## Dataset extract

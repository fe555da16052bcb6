//! Line-delimited JSON transport for `serve --stdio`.
//!
//! One request per input line, one response per output line. Requests are
//! answered in order. Logging never touches stdout.
use std::sync::Arc;

use eyre::{Result, WrapErr};
use tokio::io::{AsyncBufRead, AsyncBufReadExt, AsyncWrite, AsyncWriteExt, BufReader};

use crate::{
    core::{GatewayService, protocol::GatewayResponse},
    utils::graceful_shutdown::ShutdownToken,
};

pub struct StdioServer {
    gateway: Arc<GatewayService>,
}

impl StdioServer {
    pub fn new(gateway: Arc<GatewayService>) -> Self {
        Self { gateway }
    }

    /// Serve the process's own stdin/stdout.
    pub async fn run(&self, shutdown: ShutdownToken) -> Result<()> {
        let reader = BufReader::new(tokio::io::stdin());
        let writer = tokio::io::stdout();
        self.serve(reader, writer, shutdown).await
    }

    /// Serve until `reader` reaches EOF or shutdown is signalled.
    pub async fn serve<R, W>(
        &self,
        mut reader: R,
        mut writer: W,
        mut shutdown: ShutdownToken,
    ) -> Result<()>
    where
        R: AsyncBufRead + Unpin,
        W: AsyncWrite + Unpin,
    {
        tracing::info!("Serving tool calls over stdio");
        let mut buf = Vec::new();

        loop {
            buf.clear();
            let read = tokio::select! {
                read = reader.read_until(b'\n', &mut buf) => read.wrap_err("Failed to read from stdin")?,
                reason = shutdown.wait_for_shutdown() => {
                    tracing::info!(?reason, "Stdio transport stopping");
                    break;
                }
            };
            if read == 0 {
                tracing::info!("Stdin closed");
                break;
            }

            let response = match std::str::from_utf8(&buf) {
                Ok(line) => self.gateway.handle_line(line).await,
                Err(e) => {
                    tracing::warn!(error = %e, "Discarding request line that is not UTF-8");
                    Some(GatewayResponse::error(
                        None,
                        format!("Parse error: request is not valid UTF-8: {e}"),
                    ))
                }
            };
            let Some(response) = response else {
                continue;
            };
            let mut encoded =
                serde_json::to_vec(&response).wrap_err("Failed to encode gateway response")?;
            encoded.push(b'\n');
            writer
                .write_all(&encoded)
                .await
                .wrap_err("Failed to write to stdout")?;
            writer.flush().await.wrap_err("Failed to flush stdout")?;
        }
        Ok(())
    }
}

## Activity
Repeat all of the data shown above, exactly as it appears.

## Output of the task
repository fe555da16052bcb6
//! Line-delimited JSON transport for `serve --stdio`.
//!
//! One request per input line, one response per output line. Requests are
//! answered in order. Logging never touches stdout.
use std::sync::Arc;

use eyre::{Result, WrapErr};
use tokio::io::{AsyncBufRead, AsyncBufReadExt, AsyncWrite, AsyncWriteExt, BufReader};

use crate::{
    core::{GatewayService, protocol::GatewayResponse},
    utils::graceful_shutdown::ShutdownToken,
};

pub struct StdioServer {
    gateway: Arc<GatewayService>,
}

impl StdioServer {
    pub fn new(gateway: Arc<GatewayService>) -> Self {
        Self { gateway }
    }

    /// Serve the process's own stdin/stdout.
    pub async fn run(&self, shutdown: ShutdownToken) -> Result<()> {
        let reader = BufReader::new(tokio::io::stdin());
        let writer = tokio::io::stdout();
        self.serve(reader, writer, shutdown).await
    }

    /// Serve until `reader` reaches EOF or shutdown is signalled.
    pub async fn serve<R, W>(
        &self,
        mut reader: R,
        mut writer: W,
        mut shutdown: ShutdownToken,
    ) -> Result<()>
    where
        R: AsyncBufRead + Unpin,
        W: AsyncWrite + Unpin,
    {
        tracing::info!("Serving tool calls over stdio");
        let mut buf = Vec::new();

        loop {
            buf.clear();
            let read = tokio::select! {
                read = reader.read_until(b'\n', &mut buf) => read.wrap_err("Failed to read from stdin")?,
                reason = shutdown.wait_for_shutdown() => {
                    tracing::info!(?reason, "Stdio transport stopping");
                    break;
                }
            };
            if read == 0 {
                tracing::info!("Stdin closed");
                break;
            }

            let response = match std::str::from_utf8(&buf) {
                Ok(line) => self.gateway.handle_line(line).await,
                Err(e) => {
                    tracing::warn!(error = %e, "Discarding request line that is not UTF-8");
                    Some(GatewayResponse::error(
                        None,
                        format!("Parse error: request is not valid UTF-8: {e}"),
                    ))
                }
            };
            let Some(response) = response else {
                continue;
            };
            let mut encoded =
                serde_json::to_vec(&response).wrap_err("Failed to encode gateway response")?;
            encoded.push(b'\n');
            writer
                .write_all(&encoded)
                .await
                .wrap_err("Failed to write to stdout")?;
            writer.flush().await.wrap_err("Failed to flush stdout")?;
        }
        Ok(())
    }
}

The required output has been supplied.